2. Make the most of your rainbow parents! They can show you the ropes to college specific events / where they like to socialise / offer advice for coming out/ being out and keep an eye out for you. They will be more than happy to give you any support you need, and be a listening ear in a stressful time.
3. Go to the uni-wide Freshers' events, and even if you do not drink, non-drinking students have still had a great time at drinking events (but there are lots of non-drinking events every week which are good to look out for as well.) If you did not enjoy one event, there are plenty of other events with different vibes (such as Tuesday drinks, welfare teas, and plenty of non-clubbing events), so it is worth looking into everything the society offers. The society has general and identity-specific events that run every week, and are really active! There are so many opportunities to meet people in the LGBT+ community this way!
4.You may also want to go to wider Oxford events, outside of the university. Here is the Oxford Government page for LGBT+ community in Oxford, where you can find out about wider events going on: https://www.oxford.gov.uk/info/20042/equality_diversity_and_inclusion/265/lesbian_gay_bisexual_and_transgender_lgbt_people
Once you start meeting queer people that you get along with, don’t be afraid to connect and make group chats, to keep in touch with people in the community that you feel you can get closer to and want to do more things together.
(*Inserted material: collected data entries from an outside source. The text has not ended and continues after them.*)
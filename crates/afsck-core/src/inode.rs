//! Inodes: parsing of inode records and the checks that wait for the end of
//! the catalog.

use crate::dstream::{CnidUse, Dstream};
use crate::ids::check_inode_ids;
use crate::report::Reporter;
use crate::xfield::parse_inode_xfields;
use crate::{Checker, INODE_RECORD, parse_to_fsck_error};
use afsck_error::Result;
use afsck_htable::{IdTable, TableEntry};
use afsck_ondisk::{APFS_INODE_VAL_SIZE, ApfsInodeVal, ApfsKeyHeader};
use afsck_types::{
    InodeNumber, S_IFBLK, S_IFCHR, S_IFDIR, S_IFIFO, S_IFLNK, S_IFMT, S_IFREG, S_IFSOCK,
};
use serde::Serialize;
use tracing::debug;

/// What the checker knows about one inode.
#[derive(Debug, Clone, Default, PartialEq, Eq, Serialize)]
pub struct Inode {
    pub ino: InodeNumber,
    /// Full mode once the inode record is parsed; before that, at most the
    /// type bits a directory entry reported.
    pub mode: u16,
    /// Directory entries that point to this inode.
    pub link_count: u32,
    /// Link count stored in the inode record (non-directories).
    pub nlink: u32,
    pub private_id: u64,
    /// Size declared by the DSTREAM xfield.
    pub size: u64,
    /// Directory entries found inside this directory.
    pub child_count: u32,
    /// Child count stored in the inode record (directories).
    pub nchildren: u32,
    /// Set once the inode record has been parsed.
    pub seen: bool,
}

impl Inode {
    #[must_use]
    pub fn file_type(&self) -> u16 {
        self.mode & S_IFMT
    }

    #[must_use]
    pub fn is_dir(&self) -> bool {
        self.file_type() == S_IFDIR
    }

    /// Note a directory entry naming this inode with type bits `file_type`.
    ///
    /// Returns false if the inode already has a different type.
    #[must_use]
    pub fn record_dentry(&mut self, file_type: u16) -> bool {
        self.link_count = self.link_count.saturating_add(1);
        let file_type = file_type & S_IFMT;
        if self.mode == 0 {
            self.mode = file_type;
            return true;
        }
        self.file_type() == file_type
    }

    /// Note a directory entry found inside this directory.
    pub fn record_child(&mut self) {
        self.child_count = self.child_count.saturating_add(1);
    }
}

impl TableEntry for Inode {
    fn new(id: u64) -> Self {
        Self {
            ino: InodeNumber(id),
            ..Self::default()
        }
    }

    fn id(&self) -> u64 {
        self.ino.0
    }
}

/// Objects counted by file type.
#[derive(Debug, Clone, Copy, Default, PartialEq, Eq, Serialize)]
pub struct InodeStats {
    pub files: u64,
    /// Directories, not counting the synthetic ones.
    pub dirs: u64,
    pub symlinks: u64,
    /// Sockets, block and character devices, and fifos.
    pub special: u64,
}

impl Checker {
    /// Parse an inode record and check it for corruption.
    ///
    /// `key` must already have been validated as an inode key by the catalog
    /// layer.
    pub fn parse_inode_record(&mut self, key: &[u8], value: &[u8]) -> Result<()> {
        let key = ApfsKeyHeader::parse_from_bytes(key).map_err(|e| parse_to_fsck_error(&e))?;
        let Self {
            reporter,
            stats,
            inodes,
            cnids,
            ..
        } = self;

        if value.len() < APFS_INODE_VAL_SIZE {
            return reporter.report(INODE_RECORD, "value is too small.");
        }
        let val = ApfsInodeVal::parse_from_bytes(value).map_err(|e| parse_to_fsck_error(&e))?;

        let ino = key.inode_number();
        let inode = inodes.get_or_create(ino.0)?;
        if inode.seen {
            return reporter.report("Catalog", "inode numbers are repeated.");
        }
        inode.seen = true;
        inode.private_id = val.private_id;
        cnids.get_or_create(ino.0)?.mark(CnidUse::Inode);
        if val.private_id != ino.0 {
            cnids.get_or_create(val.private_id)?.mark(CnidUse::Dstream);
        }

        if let Some(violation) = check_inode_ids(ino, val.parent_ino()) {
            reporter.report(violation.context(), violation.detail())?;
        }

        // A dentry may have already set the mode, but only the type bits
        let file_type = val.file_type();
        if inode.mode != 0 && inode.mode != file_type {
            reporter.report(INODE_RECORD, "file mode doesn't match dentry type.")?;
        }
        inode.mode = val.mode;

        match file_type {
            S_IFREG => stats.files += 1,
            S_IFDIR => {
                if !ino.is_reserved() {
                    stats.dirs += 1;
                }
            }
            S_IFLNK => stats.symlinks += 1,
            S_IFSOCK | S_IFBLK | S_IFCHR | S_IFIFO => stats.special += 1,
            _ => reporter.report(INODE_RECORD, "invalid file mode.")?,
        }

        if file_type == S_IFDIR {
            inode.nchildren = val.nchildren_or_nlink;
        } else {
            inode.nlink = val.nchildren_or_nlink;
        }

        if val.pad1 != 0 || val.pad2 != 0 {
            reporter.report(INODE_RECORD, "padding should be zeroes.")?;
        }

        debug!(
            ino = %ino,
            mode = val.mode,
            private_id = val.private_id,
            "parsed inode record"
        );
        parse_inode_xfields(ApfsInodeVal::xfields(value), inode, reporter)
    }
}

/// Verify the stats gathered during the scan against an inode's metadata.
///
/// Runs once per inode while the inode table is released, so every record
/// that could touch the inode or its data stream has been seen. A data
/// stream missing from `dstreams` covers no bytes.
pub fn check_inode_stats(
    inode: &Inode,
    dstreams: &IdTable<Dstream>,
    reporter: &mut Reporter,
) -> Result<()> {
    if inode.is_dir() {
        if inode.link_count != 1 {
            reporter.report(INODE_RECORD, "directory has hard links.")?;
        }
        if inode.nchildren != inode.child_count {
            reporter.report(INODE_RECORD, "wrong directory child count.")?;
        }
    } else if inode.nlink != inode.link_count {
        reporter.report(INODE_RECORD, "wrong link count.")?;
    }

    let covered = dstreams.get(inode.private_id).map_or(0, |ds| ds.size);
    if covered < inode.size {
        reporter.report(INODE_RECORD, "some extents are missing.")?;
    }
    Ok(())
}

#[cfg(test)]
mod tests {
    use super::*;
    use crate::report::ReportPolicy;
    use crate::{CheckOptions, test_support::InodeRecord};
    use afsck_error::FsckError;

    fn checker(policy: ReportPolicy) -> Checker {
        Checker::new(CheckOptions { policy }).unwrap()
    }

    fn details(checker: &Checker) -> Vec<String> {
        checker.findings().iter().map(ToString::to_string).collect()
    }

    #[test]
    fn regular_file_record_populates_the_inode() {
        let mut ck = checker(ReportPolicy::Abort);
        let rec = InodeRecord::file(20).private_id(21).nlink(2).size(300);
        ck.parse_inode_record(&rec.key(), &rec.value()).unwrap();

        let inode = ck.inode(InodeNumber(20)).unwrap();
        assert!(inode.seen);
        assert_eq!(inode.private_id, 21);
        assert_eq!(inode.nlink, 2);
        assert_eq!(inode.size, 300);
        assert_eq!(inode.file_type(), S_IFREG);
        assert_eq!(ck.stats().files, 1);
        assert!(ck.cnid_used_by(20, CnidUse::Inode));
    }

    #[test]
    fn short_value_is_rejected() {
        let mut ck = checker(ReportPolicy::Abort);
        let rec = InodeRecord::file(20);
        let value = rec.value();
        for len in [0, 1, APFS_INODE_VAL_SIZE - 1] {
            let err = ck.parse_inode_record(&rec.key(), &value[..len]).unwrap_err();
            assert_eq!(err.to_string(), "Inode record: value is too small.");
        }
        assert!(ck.inode(InodeNumber(20)).is_none());
    }

    #[test]
    fn repeated_inode_number_is_rejected() {
        let mut ck = checker(ReportPolicy::Abort);
        let rec = InodeRecord::file(20);
        ck.parse_inode_record(&rec.key(), &rec.value()).unwrap();
        let other = InodeRecord::dir(20);
        let err = ck
            .parse_inode_record(&other.key(), &other.value())
            .unwrap_err();
        assert_eq!(err.to_string(), "Catalog: inode numbers are repeated.");
        assert_eq!(ck.inode(InodeNumber(20)).unwrap().file_type(), S_IFREG);
    }

    #[test]
    fn short_key_is_a_parse_error() {
        let mut ck = checker(ReportPolicy::Continue);
        let rec = InodeRecord::file(20);
        let err = ck.parse_inode_record(&[0; 4], &rec.value()).unwrap_err();
        assert!(matches!(err, FsckError::Parse(_)));
    }

    #[test]
    fn root_dir_needs_root_parent() {
        let mut ck = checker(ReportPolicy::Abort);
        let rec = InodeRecord::dir(InodeNumber::ROOT_DIR.0).parent(InodeNumber::ROOT_DIR.0);
        let err = ck.parse_inode_record(&rec.key(), &rec.value()).unwrap_err();
        assert_eq!(err.to_string(), "Root inode record: bad parent id");

        let mut ck = checker(ReportPolicy::Abort);
        let rec = InodeRecord::dir(InodeNumber::ROOT_DIR.0).parent(InodeNumber::ROOT_DIR_PARENT.0);
        ck.parse_inode_record(&rec.key(), &rec.value()).unwrap();
        // Synthetic directories are not counted.
        assert_eq!(ck.stats().dirs, 0);
    }

    #[test]
    fn dentry_type_must_match_mode() {
        let mut ck = checker(ReportPolicy::Continue);
        assert!(ck.get_inode(InodeNumber(30)).unwrap().record_dentry(S_IFDIR));
        let rec = InodeRecord::file(30);
        ck.parse_inode_record(&rec.key(), &rec.value()).unwrap();
        assert_eq!(
            details(&ck),
            vec!["Inode record: file mode doesn't match dentry type."]
        );

        assert!(ck.get_inode(InodeNumber(31)).unwrap().record_dentry(S_IFREG));
        let rec = InodeRecord::file(31);
        ck.parse_inode_record(&rec.key(), &rec.value()).unwrap();
        assert_eq!(details(&ck).len(), 1);
    }

    #[test]
    fn file_types_are_counted() {
        let mut ck = checker(ReportPolicy::Abort);
        let modes = [S_IFREG, S_IFDIR, S_IFLNK, S_IFSOCK, S_IFBLK, S_IFCHR, S_IFIFO];
        for (i, mode) in modes.into_iter().enumerate() {
            let rec = InodeRecord::file(100 + i as u64).mode(mode | 0o600);
            ck.parse_inode_record(&rec.key(), &rec.value()).unwrap();
        }
        let stats = ck.stats();
        assert_eq!(
            (stats.files, stats.dirs, stats.symlinks, stats.special),
            (1, 1, 1, 4)
        );
    }

    #[test]
    fn invalid_file_type_is_rejected() {
        let mut ck = checker(ReportPolicy::Abort);
        let rec = InodeRecord::file(20).mode(0o030_000 | 0o644);
        let err = ck.parse_inode_record(&rec.key(), &rec.value()).unwrap_err();
        assert_eq!(err.to_string(), "Inode record: invalid file mode.");
    }

    #[test]
    fn nonzero_padding_fields_are_rejected() {
        for (offset, byte) in [(0x52, 1_u8), (0x54, 1), (0x5B, 0x80)] {
            let mut ck = checker(ReportPolicy::Abort);
            let rec = InodeRecord::file(20);
            let mut value = rec.value();
            value[offset] = byte;
            let err = ck.parse_inode_record(&rec.key(), &value).unwrap_err();
            assert_eq!(err.to_string(), "Inode record: padding should be zeroes.");
        }
    }

    #[test]
    fn directory_record_fills_declared_children() {
        let mut ck = checker(ReportPolicy::Abort);
        let rec = InodeRecord::dir(40).nlink(3);
        ck.parse_inode_record(&rec.key(), &rec.value()).unwrap();
        let inode = ck.inode(InodeNumber(40)).unwrap();
        assert_eq!(inode.nchildren, 3);
        assert_eq!(inode.nlink, 0);
        assert_eq!(ck.stats().dirs, 1);
    }

    #[test]
    fn continue_policy_skips_rest_of_bad_record() {
        let mut ck = checker(ReportPolicy::Continue);
        let rec = InodeRecord::file(20);
        ck.parse_inode_record(&rec.key(), &rec.value()).unwrap();
        ck.parse_inode_record(&rec.key(), &rec.value()).unwrap();
        ck.parse_inode_record(&rec.key(), &[0; 8]).unwrap();
        assert_eq!(
            details(&ck),
            vec![
                "Catalog: inode numbers are repeated.",
                "Inode record: value is too small.",
            ]
        );
        assert_eq!(ck.stats().files, 1);
    }

    fn stats_findings(inode: &Inode, dstreams: &IdTable<Dstream>) -> Vec<String> {
        let mut reporter = Reporter::new(ReportPolicy::Continue);
        check_inode_stats(inode, dstreams, &mut reporter).unwrap();
        reporter
            .into_findings()
            .into_iter()
            .map(|f| f.to_string())
            .collect()
    }

    fn dir_inode(link_count: u32, child_count: u32, nchildren: u32) -> Inode {
        Inode {
            mode: S_IFDIR | 0o755,
            link_count,
            child_count,
            nchildren,
            seen: true,
            ..Inode::new(50)
        }
    }

    #[test]
    fn directory_with_hard_links_is_rejected() {
        let dstreams = IdTable::new().unwrap();
        assert!(stats_findings(&dir_inode(1, 2, 2), &dstreams).is_empty());
        assert_eq!(
            stats_findings(&dir_inode(2, 2, 2), &dstreams),
            vec!["Inode record: directory has hard links."]
        );
        assert_eq!(
            stats_findings(&dir_inode(1, 3, 2), &dstreams),
            vec!["Inode record: wrong directory child count."]
        );
    }

    #[test]
    fn file_link_count_must_match() {
        let dstreams = IdTable::new().unwrap();
        let inode = Inode {
            mode: S_IFREG,
            nlink: 2,
            link_count: 1,
            ..Inode::new(60)
        };
        assert_eq!(
            stats_findings(&inode, &dstreams),
            vec!["Inode record: wrong link count."]
        );
    }

    #[test]
    fn declared_size_must_be_covered() {
        let mut dstreams = IdTable::<Dstream>::new().unwrap();
        let inode = Inode {
            mode: S_IFREG,
            nlink: 1,
            link_count: 1,
            private_id: 61,
            size: 5000,
            ..Inode::new(60)
        };
        assert_eq!(
            stats_findings(&inode, &dstreams),
            vec!["Inode record: some extents are missing."]
        );

        dstreams.get_or_create(61).unwrap().record_extent(4096);
        assert_eq!(
            stats_findings(&inode, &dstreams),
            vec!["Inode record: some extents are missing."]
        );

        dstreams.get_or_create(61).unwrap().record_extent(4096);
        assert!(stats_findings(&inode, &dstreams).is_empty());
    }

    #[test]
    fn gap_between_extents_is_missing_coverage() {
        let mut dstreams = IdTable::<Dstream>::new().unwrap();
        let inode = Inode {
            mode: S_IFREG,
            nlink: 1,
            link_count: 1,
            private_id: 7,
            size: 12288,
            ..Inode::new(60)
        };
        // Extents at 0 and 8192; the middle 4096 bytes are never covered.
        let ds = dstreams.get_or_create(7).unwrap();
        ds.record_extent(4096);
        ds.record_extent(4096);
        assert_eq!(
            stats_findings(&inode, &dstreams),
            vec!["Inode record: some extents are missing."]
        );
    }

    #[test]
    fn separate_private_id_is_marked_as_dstream_cnid() {
        let mut ck = checker(ReportPolicy::Abort);
        let rec = InodeRecord::file(20).private_id(70);
        ck.parse_inode_record(&rec.key(), &rec.value()).unwrap();
        assert!(ck.cnid_used_by(20, CnidUse::Inode));
        assert!(!ck.cnid_used_by(20, CnidUse::Dstream));
        assert!(ck.cnid_used_by(70, CnidUse::Dstream));
        assert!(!ck.cnid_used_by(70, CnidUse::Inode));

        let rec = InodeRecord::file(21);
        ck.parse_inode_record(&rec.key(), &rec.value()).unwrap();
        assert!(!ck.cnid_used_by(21, CnidUse::Dstream));
    }
}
If you are nervous about going to any events, don’t be afraid to ask friends to come with you, or people in your rainbow family, as this can help give you a confidence boost. You can get involved with the community as little or as much as you like, so do not feel pressure that you either have to be at every event, or no events at all.
It's okay to be uncertain about your identity and sexuality, and that absolutely shouldn't be a barrier to accessing support networks. Many students do not seek out LGBTQ+ spaces as an undergraduate because they never felt 'queer enough', but this is not a thing, and seeking out the community can help improve your experience massively. There's a community out there, don't be afraid to join it even if you aren't 100% sure how you fit into it.
If you are LGBT+ and also have a disability, you may want to contact the SU Disabilities Campaign (https://www.facebook.com/OxfordDisabilities/) that also run events. The Campaign has an LGBTQ+ rep, and makes sure to be inclusive to the LGBTQ community. The LGBTQ+ rep on the campaign can also be contacted, and will know a lot about the intersection of disabilities and LGBT+, and therefore should be able to advise you in the right way.
If you are a person of colour, there are lots of Queer POC in the society, as well as Racial and Ethnic Minoritee Reps in the committee. Meeting up with people with similar backgrounds may make you feel less lonely in your specific experiences you may have.
LGBTQ Society Welfare Page (containing resources in Oxford, coming out advice, mental health/disabilities information, sexual health advice, sexual violence information, domestic abuse information, advice on concealing social media and advice for over the holidays.)
One of the best things to do when you have a welfare problem is ask around, whether that be your LBTQ+ peers, rainbow parents or JCR reps. Most often, the most reliable information for LGBT+ friendly services that are actually helpful is based on real student experience.
Taken from the LGBTQ+ Officers guide from the SU (http://www.oulgbtq.org/uploads/1/1/0/3/110317091/lgbtq20officer20guide20online.pdf )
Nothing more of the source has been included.